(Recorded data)
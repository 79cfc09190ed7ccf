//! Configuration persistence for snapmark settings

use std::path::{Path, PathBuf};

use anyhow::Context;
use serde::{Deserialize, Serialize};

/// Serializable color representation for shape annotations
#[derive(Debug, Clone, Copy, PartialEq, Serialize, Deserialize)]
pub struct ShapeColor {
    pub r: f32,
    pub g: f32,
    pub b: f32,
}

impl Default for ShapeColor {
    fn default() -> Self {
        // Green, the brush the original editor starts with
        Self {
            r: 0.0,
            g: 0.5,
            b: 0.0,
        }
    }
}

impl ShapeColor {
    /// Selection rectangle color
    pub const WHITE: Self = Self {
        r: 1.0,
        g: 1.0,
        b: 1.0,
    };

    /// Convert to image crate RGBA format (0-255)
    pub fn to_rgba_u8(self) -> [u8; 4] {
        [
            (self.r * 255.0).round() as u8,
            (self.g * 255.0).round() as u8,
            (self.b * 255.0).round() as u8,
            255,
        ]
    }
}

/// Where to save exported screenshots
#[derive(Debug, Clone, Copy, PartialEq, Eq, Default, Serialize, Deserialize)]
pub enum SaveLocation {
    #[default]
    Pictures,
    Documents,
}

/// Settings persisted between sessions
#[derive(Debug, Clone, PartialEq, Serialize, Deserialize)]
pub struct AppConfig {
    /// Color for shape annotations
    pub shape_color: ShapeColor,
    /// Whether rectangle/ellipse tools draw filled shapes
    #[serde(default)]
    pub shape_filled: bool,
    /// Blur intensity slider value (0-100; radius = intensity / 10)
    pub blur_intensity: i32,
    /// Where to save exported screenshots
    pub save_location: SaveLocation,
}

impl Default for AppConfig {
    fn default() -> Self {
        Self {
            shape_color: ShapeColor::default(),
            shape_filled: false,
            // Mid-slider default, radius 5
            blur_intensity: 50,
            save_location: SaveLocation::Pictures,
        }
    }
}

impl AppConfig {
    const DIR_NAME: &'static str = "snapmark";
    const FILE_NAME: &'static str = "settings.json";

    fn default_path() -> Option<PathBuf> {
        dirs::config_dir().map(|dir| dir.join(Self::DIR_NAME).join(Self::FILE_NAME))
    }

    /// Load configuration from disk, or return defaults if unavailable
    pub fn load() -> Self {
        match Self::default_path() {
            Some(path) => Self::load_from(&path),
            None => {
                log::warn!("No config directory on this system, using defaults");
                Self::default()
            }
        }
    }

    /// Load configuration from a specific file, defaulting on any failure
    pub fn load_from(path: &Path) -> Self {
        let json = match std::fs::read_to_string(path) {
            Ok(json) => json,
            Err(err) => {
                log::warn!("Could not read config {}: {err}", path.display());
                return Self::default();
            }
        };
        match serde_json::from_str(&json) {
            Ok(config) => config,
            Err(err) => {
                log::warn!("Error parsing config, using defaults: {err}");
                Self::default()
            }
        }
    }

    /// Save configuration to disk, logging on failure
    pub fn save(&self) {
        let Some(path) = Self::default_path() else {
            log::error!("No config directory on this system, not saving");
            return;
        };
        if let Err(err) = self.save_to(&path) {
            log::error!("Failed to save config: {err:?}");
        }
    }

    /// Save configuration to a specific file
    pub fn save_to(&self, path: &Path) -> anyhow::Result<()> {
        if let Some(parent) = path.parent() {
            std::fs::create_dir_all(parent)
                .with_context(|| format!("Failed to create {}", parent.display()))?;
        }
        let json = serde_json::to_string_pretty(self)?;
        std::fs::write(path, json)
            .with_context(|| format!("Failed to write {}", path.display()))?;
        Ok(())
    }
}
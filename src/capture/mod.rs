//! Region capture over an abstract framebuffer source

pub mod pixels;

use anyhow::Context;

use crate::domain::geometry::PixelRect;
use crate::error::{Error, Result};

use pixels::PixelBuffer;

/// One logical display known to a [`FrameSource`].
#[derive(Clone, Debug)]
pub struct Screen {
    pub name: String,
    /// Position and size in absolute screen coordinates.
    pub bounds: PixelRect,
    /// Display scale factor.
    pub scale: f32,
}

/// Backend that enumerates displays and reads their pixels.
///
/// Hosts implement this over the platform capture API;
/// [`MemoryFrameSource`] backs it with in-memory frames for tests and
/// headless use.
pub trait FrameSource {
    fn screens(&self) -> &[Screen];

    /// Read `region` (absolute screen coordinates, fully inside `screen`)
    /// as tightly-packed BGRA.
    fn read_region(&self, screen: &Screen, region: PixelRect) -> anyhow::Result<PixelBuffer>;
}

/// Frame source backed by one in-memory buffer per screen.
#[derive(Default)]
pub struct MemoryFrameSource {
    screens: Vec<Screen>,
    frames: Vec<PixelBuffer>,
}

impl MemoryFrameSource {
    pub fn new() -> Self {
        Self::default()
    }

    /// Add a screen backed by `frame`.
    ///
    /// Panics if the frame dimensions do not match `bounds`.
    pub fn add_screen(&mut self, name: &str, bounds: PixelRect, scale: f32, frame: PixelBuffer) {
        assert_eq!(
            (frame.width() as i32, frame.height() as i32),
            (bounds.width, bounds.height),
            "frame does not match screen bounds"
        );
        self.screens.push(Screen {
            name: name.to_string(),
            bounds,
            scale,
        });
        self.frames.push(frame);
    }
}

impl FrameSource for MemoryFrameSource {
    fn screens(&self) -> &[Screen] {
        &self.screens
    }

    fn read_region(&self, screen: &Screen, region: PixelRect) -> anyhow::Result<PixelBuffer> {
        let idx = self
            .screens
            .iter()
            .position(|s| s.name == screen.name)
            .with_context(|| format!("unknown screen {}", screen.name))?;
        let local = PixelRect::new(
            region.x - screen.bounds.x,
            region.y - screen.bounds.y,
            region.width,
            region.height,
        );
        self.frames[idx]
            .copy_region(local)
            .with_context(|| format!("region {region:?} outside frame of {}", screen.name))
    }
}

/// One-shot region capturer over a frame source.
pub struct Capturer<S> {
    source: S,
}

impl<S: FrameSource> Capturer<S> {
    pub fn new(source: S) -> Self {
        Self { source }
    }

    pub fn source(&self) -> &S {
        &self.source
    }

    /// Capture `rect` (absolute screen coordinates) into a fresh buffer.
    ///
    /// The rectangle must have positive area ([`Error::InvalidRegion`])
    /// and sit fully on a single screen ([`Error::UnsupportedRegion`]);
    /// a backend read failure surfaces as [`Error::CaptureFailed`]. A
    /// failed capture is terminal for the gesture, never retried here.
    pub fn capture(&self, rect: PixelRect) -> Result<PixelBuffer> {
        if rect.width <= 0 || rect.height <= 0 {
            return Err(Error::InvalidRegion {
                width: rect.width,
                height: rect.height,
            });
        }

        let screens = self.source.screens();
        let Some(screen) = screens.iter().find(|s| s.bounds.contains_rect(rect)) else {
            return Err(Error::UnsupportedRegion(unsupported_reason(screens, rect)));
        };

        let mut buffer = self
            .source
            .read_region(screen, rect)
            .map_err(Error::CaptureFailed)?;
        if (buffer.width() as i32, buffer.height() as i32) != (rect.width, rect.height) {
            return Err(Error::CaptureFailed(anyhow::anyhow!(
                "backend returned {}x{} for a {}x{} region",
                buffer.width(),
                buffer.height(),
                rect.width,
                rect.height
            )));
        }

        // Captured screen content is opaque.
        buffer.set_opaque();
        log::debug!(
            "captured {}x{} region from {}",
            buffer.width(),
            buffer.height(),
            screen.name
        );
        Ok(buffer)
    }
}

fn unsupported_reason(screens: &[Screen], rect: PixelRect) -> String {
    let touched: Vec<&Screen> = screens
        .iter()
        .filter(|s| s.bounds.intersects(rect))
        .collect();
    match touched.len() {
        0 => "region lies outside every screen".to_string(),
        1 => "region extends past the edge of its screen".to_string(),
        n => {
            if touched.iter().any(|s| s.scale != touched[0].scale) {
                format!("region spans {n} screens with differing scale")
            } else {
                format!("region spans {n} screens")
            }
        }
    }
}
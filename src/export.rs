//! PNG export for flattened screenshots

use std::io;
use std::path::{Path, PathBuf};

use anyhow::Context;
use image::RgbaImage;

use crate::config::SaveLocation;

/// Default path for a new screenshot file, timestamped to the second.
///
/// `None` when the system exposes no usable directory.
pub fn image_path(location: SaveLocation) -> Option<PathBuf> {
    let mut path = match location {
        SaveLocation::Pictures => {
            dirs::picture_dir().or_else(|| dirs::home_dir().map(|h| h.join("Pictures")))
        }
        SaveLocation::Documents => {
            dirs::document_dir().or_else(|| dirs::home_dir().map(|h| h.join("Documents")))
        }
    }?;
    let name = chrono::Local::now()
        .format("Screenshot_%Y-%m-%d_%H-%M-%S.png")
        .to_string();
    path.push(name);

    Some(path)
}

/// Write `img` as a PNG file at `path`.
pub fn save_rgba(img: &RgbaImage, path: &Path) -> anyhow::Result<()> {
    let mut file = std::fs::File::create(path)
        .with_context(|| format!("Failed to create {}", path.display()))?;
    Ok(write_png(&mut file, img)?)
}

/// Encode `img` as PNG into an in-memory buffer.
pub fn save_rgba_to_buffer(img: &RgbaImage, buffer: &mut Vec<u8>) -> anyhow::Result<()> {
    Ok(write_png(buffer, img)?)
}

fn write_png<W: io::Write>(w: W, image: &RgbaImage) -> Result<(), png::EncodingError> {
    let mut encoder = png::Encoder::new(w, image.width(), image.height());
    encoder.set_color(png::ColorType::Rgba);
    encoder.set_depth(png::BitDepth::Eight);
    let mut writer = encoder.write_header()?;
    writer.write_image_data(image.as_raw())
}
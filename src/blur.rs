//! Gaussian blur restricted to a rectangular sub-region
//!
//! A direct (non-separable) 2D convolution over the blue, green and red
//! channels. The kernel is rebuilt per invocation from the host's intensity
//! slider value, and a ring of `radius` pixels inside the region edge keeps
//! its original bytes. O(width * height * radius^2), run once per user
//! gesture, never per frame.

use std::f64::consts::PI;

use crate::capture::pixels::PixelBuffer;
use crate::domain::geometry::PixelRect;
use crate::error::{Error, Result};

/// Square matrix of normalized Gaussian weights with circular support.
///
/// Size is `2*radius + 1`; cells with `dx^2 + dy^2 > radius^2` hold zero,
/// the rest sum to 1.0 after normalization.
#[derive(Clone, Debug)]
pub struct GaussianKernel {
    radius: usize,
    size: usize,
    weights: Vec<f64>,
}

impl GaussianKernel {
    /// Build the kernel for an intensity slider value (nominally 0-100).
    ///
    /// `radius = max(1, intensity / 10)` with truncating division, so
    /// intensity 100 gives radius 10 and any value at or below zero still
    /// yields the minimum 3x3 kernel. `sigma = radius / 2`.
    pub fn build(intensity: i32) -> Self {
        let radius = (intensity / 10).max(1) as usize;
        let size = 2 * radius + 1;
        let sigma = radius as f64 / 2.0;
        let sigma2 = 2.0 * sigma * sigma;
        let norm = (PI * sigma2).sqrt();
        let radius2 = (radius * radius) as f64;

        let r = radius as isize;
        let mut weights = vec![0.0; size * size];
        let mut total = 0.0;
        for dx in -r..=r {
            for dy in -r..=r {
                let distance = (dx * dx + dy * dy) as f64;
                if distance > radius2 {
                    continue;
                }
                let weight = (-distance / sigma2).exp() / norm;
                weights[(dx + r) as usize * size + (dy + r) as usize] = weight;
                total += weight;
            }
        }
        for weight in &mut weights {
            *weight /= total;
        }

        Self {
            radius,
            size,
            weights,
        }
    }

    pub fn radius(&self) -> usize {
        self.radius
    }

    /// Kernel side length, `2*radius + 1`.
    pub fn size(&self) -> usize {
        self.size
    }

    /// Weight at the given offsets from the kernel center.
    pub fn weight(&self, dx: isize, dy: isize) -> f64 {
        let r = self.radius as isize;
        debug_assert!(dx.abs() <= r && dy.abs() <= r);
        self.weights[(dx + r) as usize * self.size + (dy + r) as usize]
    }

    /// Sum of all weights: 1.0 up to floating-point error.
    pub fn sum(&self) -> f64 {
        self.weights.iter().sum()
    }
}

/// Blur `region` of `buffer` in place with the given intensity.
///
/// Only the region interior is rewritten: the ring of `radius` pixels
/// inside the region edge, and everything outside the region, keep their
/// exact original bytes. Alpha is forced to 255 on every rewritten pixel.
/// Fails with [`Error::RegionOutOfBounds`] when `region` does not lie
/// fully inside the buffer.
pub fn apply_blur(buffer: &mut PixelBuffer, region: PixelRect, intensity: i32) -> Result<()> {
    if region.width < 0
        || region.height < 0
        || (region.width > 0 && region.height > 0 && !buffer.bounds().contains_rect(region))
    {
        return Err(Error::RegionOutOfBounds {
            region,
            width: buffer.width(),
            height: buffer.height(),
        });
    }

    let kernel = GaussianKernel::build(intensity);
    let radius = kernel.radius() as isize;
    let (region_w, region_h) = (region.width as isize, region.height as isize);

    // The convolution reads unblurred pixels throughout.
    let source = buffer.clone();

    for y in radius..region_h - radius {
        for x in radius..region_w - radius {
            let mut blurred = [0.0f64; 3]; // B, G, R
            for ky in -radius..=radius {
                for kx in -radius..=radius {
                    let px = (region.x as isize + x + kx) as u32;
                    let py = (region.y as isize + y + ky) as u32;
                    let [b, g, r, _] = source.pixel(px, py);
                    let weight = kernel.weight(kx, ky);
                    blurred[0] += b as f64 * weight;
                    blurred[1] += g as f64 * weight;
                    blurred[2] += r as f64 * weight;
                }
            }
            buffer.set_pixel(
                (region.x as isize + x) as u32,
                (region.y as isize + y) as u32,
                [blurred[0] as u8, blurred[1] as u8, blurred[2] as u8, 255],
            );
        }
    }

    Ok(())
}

**WORK REQUIRED:** Go through the records. Copy each line where "system" appears.

**EXERCISE OUTPUT:**
                log::warn!("No config directory on this system, using defaults");
            log::error!("No config directory on this system, not saving");
/// `None` when the system exposes no usable directory.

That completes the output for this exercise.